Problem statement: Copy out each line of the data that holds the string "StreamTransport".

Exercise data:
——
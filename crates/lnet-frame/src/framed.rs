use std::time::{Duration, Instant};

use bytes::BytesMut;
use lnet_transport::{Transport, TransportError};
use tracing::{debug, trace};

use crate::codec::{decode_frame, encode_frame, Frame, FrameKind};
use crate::error::{FrameError, Result};

const INITIAL_BUFFER_CAPACITY: usize = 512;

/// Sends and receives whole frames over a [`Transport`].
///
/// Handles partial reads internally. Receiving returns the first complete
/// frame, or the first corruption error (after the bad bytes have been
/// dropped), so callers decide whether to keep waiting.
pub struct FramedTransport<T> {
    inner: T,
    read_buf: BytesMut,
    write_buf: BytesMut,
    kind: FrameKind,
}

impl<T: Transport> FramedTransport<T> {
    /// Master side: receives responses.
    pub fn new(inner: T) -> Self {
        Self::with_kind(inner, FrameKind::Response)
    }

    /// Choose which frame kind is expected on the receive side.
    pub fn with_kind(inner: T, kind: FrameKind) -> Self {
        Self {
            inner,
            read_buf: BytesMut::with_capacity(INITIAL_BUFFER_CAPACITY),
            write_buf: BytesMut::with_capacity(INITIAL_BUFFER_CAPACITY),
            kind,
        }
    }

    /// Encode and send a request frame.
    pub fn send(&mut self, node: u8, service_id: u8, payload: &[u8]) -> Result<()> {
        self.write_buf.clear();
        encode_frame(node, service_id, None, payload, &mut self.write_buf)?;
        self.flush_frame(node, service_id)
    }

    /// Write a complete frame (blocking).
    pub fn write_frame(&mut self, frame: &Frame) -> Result<()> {
        self.write_buf.clear();
        frame.encode(&mut self.write_buf)?;
        self.flush_frame(frame.node, frame.service_id)
    }

    fn flush_frame(&mut self, node: u8, service_id: u8) -> Result<()> {
        trace!(bytes = ?self.write_buf.as_ref(), "frame out");
        self.inner.write(&self.write_buf)?;
        debug!(node, service_id, len = self.write_buf.len(), "sent frame");
        Ok(())
    }

    /// Read the next frame, waiting at most `timeout`.
    pub fn recv_frame(&mut self, timeout: Duration) -> Result<Frame> {
        self.recv_frame_until(Instant::now() + timeout)
    }

    /// Read the next frame, waiting until `deadline`.
    ///
    /// Returns `FrameError::Transport(TransportError::Timeout)` once the
    /// deadline passes without a complete frame.
    pub fn recv_frame_until(&mut self, deadline: Instant) -> Result<Frame> {
        loop {
            if let Some(frame) = decode_frame(&mut self.read_buf, self.kind)? {
                debug!(
                    node = frame.node,
                    service_id = frame.service_id,
                    status = ?frame.error_status,
                    len = frame.payload.len(),
                    "received frame"
                );
                return Ok(frame);
            }

            let now = Instant::now();
            if now >= deadline {
                return Err(FrameError::Transport(TransportError::Timeout(
                    Duration::ZERO,
                )));
            }

            let chunk = self.inner.read_available(deadline - now)?;
            trace!(bytes = ?chunk.as_ref(), "bytes in");
            self.read_buf.extend_from_slice(&chunk);
        }
    }

    /// Drop buffered bytes and anything the link delivers until it stays
    /// quiet for `quiet`, spending at most `limit`.
    ///
    /// Returns the number of bytes dropped.
    pub fn discard_input(&mut self, quiet: Duration, limit: Duration) -> Result<usize> {
        let buffered = self.read_buf.len();
        self.read_buf.clear();
        let drained = self.inner.discard_input(quiet, limit)?;
        if buffered + drained > 0 {
            debug!(buffered, drained, "discarded stale input");
        }
        Ok(buffered + drained)
    }

    /// Bytes received but not yet parsed into a frame.
    pub fn buffered(&self) -> usize {
        self.read_buf.len()
    }

    /// Close the underlying transport.
    pub fn close(&mut self) -> Result<()> {
        self.read_buf.clear();
        self.inner.close()?;
        Ok(())
    }

    /// Borrow the underlying transport.
    pub fn get_ref(&self) -> &T {
        &self.inner
    }

    /// Mutably borrow the underlying transport.
    pub fn get_mut(&mut self) -> &mut T {
        &mut self.inner
    }

    /// Consume the framed transport and return the inner transport.
    pub fn into_inner(self) -> T {
        self.inner
    }
}
use std::time::{Duration, Instant};

use bytes::Bytes;
use tracing::trace;

use crate::error::{Result, TransportError};

/// A connected byte link to one LNet device or bus.
///
/// This is the only capability the protocol engine needs from a physical
/// transport. Implementations must be `Send` so a session owning one can be
/// shared between threads.
pub trait Transport: Send {
    /// Write the whole buffer to the link (blocking).
    fn write(&mut self, data: &[u8]) -> Result<()>;

    /// Return the bytes that arrive within `max_wait`.
    ///
    /// Returns as soon as at least one byte is available. Returns
    /// `Err(TransportError::Timeout)` when nothing arrived in time and
    /// `Err(TransportError::Closed)` once the link is gone.
    fn read_available(&mut self, max_wait: Duration) -> Result<Bytes>;

    /// Release the link. Further calls fail with [`TransportError::Closed`].
    fn close(&mut self) -> Result<()>;

    /// Drop pending input until the link stays quiet for `quiet`, but for
    /// no longer than `limit` in total.
    ///
    /// At least one read is made, so a zero `limit` takes whatever is
    /// already pending without waiting. Returns the number of discarded
    /// bytes.
    fn discard_input(&mut self, quiet: Duration, limit: Duration) -> Result<usize> {
        let deadline = Instant::now() + limit;
        let mut discarded = 0usize;
        loop {
            let wait = quiet.min(deadline.saturating_duration_since(Instant::now()));
            match self.read_available(wait) {
                Ok(bytes) if bytes.is_empty() => return Ok(discarded),
                Ok(bytes) => {
                    trace!(len = bytes.len(), "discarding stale input");
                    discarded += bytes.len();
                }
                Err(TransportError::Timeout(_)) => return Ok(discarded),
                Err(err) => return Err(err),
            }
            if Instant::now() >= deadline {
                trace!(discarded, "input still arriving at discard limit");
                return Ok(discarded);
            }
        }
    }

    /// Transport name for diagnostics.
    fn name(&self) -> &str {
        "transport"
    }
}

impl<T: Transport + ?Sized> Transport for Box<T> {
    fn write(&mut self, data: &[u8]) -> Result<()> {
        (**self).write(data)
    }

    fn read_available(&mut self, max_wait: Duration) -> Result<Bytes> {
        (**self).read_available(max_wait)
    }

    fn close(&mut self) -> Result<()> {
        (**self).close()
    }

    fn discard_input(&mut self, quiet: Duration, limit: Duration) -> Result<usize> {
        (**self).discard_input(quiet, limit)
    }

    fn name(&self) -> &str {
        (**self).name()
    }
}
//! Tokio front end for [`Session`].
//!
//! Each exchange runs on the blocking thread pool, so async callers never
//! stall the runtime while the transport waits. Ordering and the
//! one-request-in-flight rule come from the wrapped session.

use std::sync::Arc;
use std::time::Duration;

use bytes::Bytes;
use lnet_service::{DeviceInfo, Request, Response, ScopeData, ScopeSetup, ServiceReply};
use lnet_transport::Transport;

use crate::error::{Result, SessionError};
use crate::session::Session;

/// Cloneable async handle to a shared [`Session`].
pub struct AsyncSession<T: Transport> {
    inner: Arc<Session<T>>,
}

impl<T: Transport> Clone for AsyncSession<T> {
    fn clone(&self) -> Self {
        Self {
            inner: Arc::clone(&self.inner),
        }
    }
}

impl<T: Transport + 'static> AsyncSession<T> {
    pub fn new(session: Session<T>) -> Self {
        Self {
            inner: Arc::new(session),
        }
    }

    /// The blocking session behind this handle.
    pub fn session(&self) -> &Arc<Session<T>> {
        &self.inner
    }

    async fn run<R, F>(&self, op: F) -> Result<R>
    where
        R: Send + 'static,
        F: FnOnce(&Session<T>) -> Result<R> + Send + 'static,
    {
        let session = Arc::clone(&self.inner);
        tokio::task::spawn_blocking(move || op(&*session))
            .await
            .map_err(|_| SessionError::Cancelled)?
    }

    pub async fn request(
        &self,
        node: u8,
        service_id: u8,
        payload: impl Into<Bytes>,
        timeout: Duration,
    ) -> Result<Response> {
        let payload = payload.into();
        self.run(move |s| s.request(node, service_id, &payload, timeout))
            .await
    }

    pub async fn call(&self, node: u8, request: Request, timeout: Duration) -> Result<ServiceReply> {
        self.run(move |s| s.call(node, &request, timeout)).await
    }

    pub async fn device_info(&self) -> Result<DeviceInfo> {
        self.run(|s| s.device_info()).await
    }

    pub async fn get_ram(&self, address: u32, length: u8) -> Result<Bytes> {
        self.run(move |s| s.get_ram(address, length)).await
    }

    pub async fn get_ram_block(&self, address: u32, length: usize) -> Result<Bytes> {
        self.run(move |s| s.get_ram_block(address, length)).await
    }

    pub async fn put_ram(&self, address: u32, data: impl Into<Bytes>) -> Result<()> {
        let data = data.into();
        self.run(move |s| s.put_ram(address, &data)).await
    }

    pub async fn save_parameter(&self, setup: ScopeSetup) -> Result<Bytes> {
        self.run(move |s| s.save_parameter(&setup)).await
    }

    pub async fn load_parameter(&self) -> Result<ScopeData> {
        self.run(|s| s.load_parameter()).await
    }

    pub async fn reboot(&self) -> Result<()> {
        self.run(|s| s.reboot()).await
    }

    pub async fn close(&self) -> Result<()> {
        self.run(|s| s.close()).await
    }
}

impl<T: Transport + 'static> From<Session<T>> for AsyncSession<T> {
    fn from(session: Session<T>) -> Self {
        Self::new(session)
    }
}

#[cfg(test)]
mod tests {
    use std::sync::atomic::Ordering;

    use lnet_service::AddressWidth;

    use super::*;
    use crate::config::SessionConfig;
    use crate::session::tests::{firmware, FakeDevice};

    fn session() -> (AsyncSession<FakeDevice>, std::sync::Arc<crate::session::tests::Recorder>) {
        let (device, recorder) = FakeDevice::new(firmware);
        let session = Session::with_config(
            device,
            SessionConfig {
                timeout: Duration::from_millis(200),
                drain_timeout: Duration::from_millis(5),
                reboot_grace: Duration::from_millis(20),
                address_width: Some(AddressWidth::Bits32),
                ..SessionConfig::default()
            },
        );
        (AsyncSession::new(session), recorder)
    }

    #[tokio::test(flavor = "multi_thread", worker_threads = 4)]
    async fn concurrent_tasks_get_their_own_replies() {
        let (session, recorder) = session();

        let mut tasks = Vec::new();
        for i in 0..16u32 {
            let session = session.clone();
            tasks.push(tokio::spawn(async move {
                let address = 0x4000 + i * 0x10;
                let data = session.get_ram(address, 2).await.unwrap();
                assert_eq!(data.as_ref(), &[address as u8, address as u8 + 1]);
            }));
        }
        for task in tasks {
            task.await.unwrap();
        }
        assert!(!recorder.overlapping.load(Ordering::SeqCst));
    }

    #[tokio::test]
    async fn typed_calls_and_close() {
        let (session, recorder) = session();

        let info = session.device_info().await.unwrap();
        assert_eq!(info.processor_id, 0x8220);
        session.put_ram(0x10, vec![1u8, 2]).await.unwrap();
        assert!(session.load_parameter().await.unwrap().is_data_ready());
        session.reboot().await.unwrap();

        session.close().await.unwrap();
        assert!(recorder.closed.load(Ordering::SeqCst));
        assert!(matches!(
            session.call(1, Request::DeviceInfo, Duration::from_millis(10)).await,
            Err(SessionError::Closed)
        ));
    }
}
use std::net::{TcpStream, ToSocketAddrs};

use lnet_transport::{StreamTransport, Transport};
use tracing::{debug, info, warn};

use crate::config::SessionConfig;
use crate::error::Result;
use crate::session::Session;

/// Open a session on `transport` and run the handshake with default
/// configuration.
pub fn connect<T: Transport>(transport: T) -> Result<Session<T>> {
    connect_with_config(transport, SessionConfig::default())
}

/// Open a session with explicit configuration.
///
/// With [`SessionConfig::handshake`] set, Device Info is fetched (and
/// cached) before returning; a failure there fails the connect. The scope
/// status is read next, but only logged if it fails since not every
/// firmware ships the scope.
pub fn connect_with_config<T: Transport>(transport: T, config: SessionConfig) -> Result<Session<T>> {
    let session = Session::with_config(transport, config);
    if session.config().handshake {
        handshake(&session)?;
    }
    Ok(session)
}

/// Connect to a device bridged over TCP.
pub fn connect_tcp(
    addr: impl ToSocketAddrs,
    config: SessionConfig,
) -> Result<Session<StreamTransport<TcpStream>>> {
    let transport = StreamTransport::connect_tcp(addr)?;
    connect_with_config(transport, config)
}

fn handshake<T: Transport>(session: &Session<T>) -> Result<()> {
    let info = session.refresh_device_info()?;
    match info.processor() {
        Some(processor) => info!(
            processor = processor.name,
            width = processor.width.bytes(),
            state = %info.dsp_state,
            "handshake complete"
        ),
        None => warn!(
            processor_id = info.processor_id,
            "handshake complete, unknown processor"
        ),
    }

    match session.load_parameter() {
        Ok(scope) => debug!(
            channels = scope.channel_count,
            ready = scope.is_data_ready(),
            "scope status"
        ),
        Err(err) => warn!(error = %err, "could not read scope status during handshake"),
    }
    Ok(())
}
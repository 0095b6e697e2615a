use bytes::{BufMut, Bytes, BytesMut};
use lnet_frame::MAX_DATA_SIZE;

use crate::error::{Result, ServiceError};
use crate::id::ServiceId;
use crate::scope::{ScopeSetup, SCOPE_PARAMETER_ID};
use crate::target::AddressWidth;

/// Largest request payload: DATA minus the service id.
pub const MAX_REQUEST_PAYLOAD: usize = MAX_DATA_SIZE - 1;

/// Largest reply payload: DATA minus service id and error status.
pub const MAX_REPLY_PAYLOAD: usize = MAX_DATA_SIZE - 2;

/// Read `length` bytes starting at `address`.
#[derive(Debug, Clone, PartialEq, Eq)]
pub struct GetRamRequest {
    pub address: u32,
    pub length: u8,
    /// Element size hint for the monitor; defaults to `length`.
    pub data_type: u8,
}

impl GetRamRequest {
    pub fn new(address: u32, length: u8) -> Self {
        Self {
            address,
            length,
            data_type: length,
        }
    }
}

/// Write `data` starting at `address`.
#[derive(Debug, Clone, PartialEq, Eq)]
pub struct PutRamRequest {
    pub address: u32,
    pub data: Bytes,
}

/// A service request with a typed payload.
#[derive(Debug, Clone, PartialEq, Eq)]
pub enum Request {
    DeviceInfo,
    GetRam(GetRamRequest),
    PutRam(PutRamRequest),
    SaveParameter(ScopeSetup),
    LoadParameter,
    /// Restart the target. No reply is expected.
    Reboot,
}

impl Request {
    pub fn get_ram(address: u32, length: u8) -> Self {
        Request::GetRam(GetRamRequest::new(address, length))
    }

    pub fn put_ram(address: u32, data: impl Into<Bytes>) -> Self {
        Request::PutRam(PutRamRequest {
            address,
            data: data.into(),
        })
    }

    pub fn service_id(&self) -> ServiceId {
        match self {
            Request::DeviceInfo => ServiceId::DeviceInfo,
            Request::GetRam(_) => ServiceId::GetRam,
            Request::PutRam(_) => ServiceId::PutRam,
            Request::SaveParameter(_) => ServiceId::SaveParameter,
            Request::LoadParameter => ServiceId::LoadParameter,
            Request::Reboot => ServiceId::Reboot,
        }
    }

    /// True for requests whose payload carries a target address.
    pub fn needs_address_width(&self) -> bool {
        matches!(self, Request::GetRam(_) | Request::PutRam(_))
    }

    /// Build the request payload.
    ///
    /// `width` is only consulted for RAM access and must be known for it.
    pub fn encode_payload(&self, width: Option<AddressWidth>) -> Result<Bytes> {
        let mut payload = BytesMut::new();
        match self {
            Request::DeviceInfo | Request::Reboot => {}
            Request::GetRam(req) => {
                let width = require_width(width)?;
                if req.length == 0 || req.length as usize > MAX_REPLY_PAYLOAD {
                    return Err(ServiceError::invalid(format!(
                        "get ram length must be 1..={MAX_REPLY_PAYLOAD}, got {}",
                        req.length
                    )));
                }
                width.put_address(req.address, &mut payload)?;
                payload.put_u8(req.length);
                payload.put_u8(req.data_type);
            }
            Request::PutRam(req) => {
                let width = require_width(width)?;
                let max = MAX_REQUEST_PAYLOAD - width.bytes() - 1;
                if req.data.is_empty() || req.data.len() > max {
                    return Err(ServiceError::invalid(format!(
                        "put ram data must be 1..={max} bytes on a {}-byte target, got {}",
                        width.bytes(),
                        req.data.len()
                    )));
                }
                width.put_address(req.address, &mut payload)?;
                // Bounded by `max` above.
                payload.put_u8(req.data.len() as u8);
                payload.put_slice(&req.data);
            }
            Request::SaveParameter(setup) => {
                payload.put_u16_le(SCOPE_PARAMETER_ID);
                setup.encode(&mut payload)?;
                if payload.len() > MAX_REQUEST_PAYLOAD {
                    return Err(ServiceError::invalid(format!(
                        "scope setup needs {} bytes, frame carries {MAX_REQUEST_PAYLOAD}",
                        payload.len()
                    )));
                }
            }
            Request::LoadParameter => payload.put_u16_le(SCOPE_PARAMETER_ID),
        }
        Ok(payload.freeze())
    }
}

fn require_width(width: Option<AddressWidth>) -> Result<AddressWidth> {
    width.ok_or_else(|| ServiceError::invalid("target address width is not known"))
}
——
Reply:
use lnet_transport::{StreamTransport, Transport};
) -> Result<Session<StreamTransport<TcpStream>>> {
    let transport = StreamTransport::connect_tcp(addr)?;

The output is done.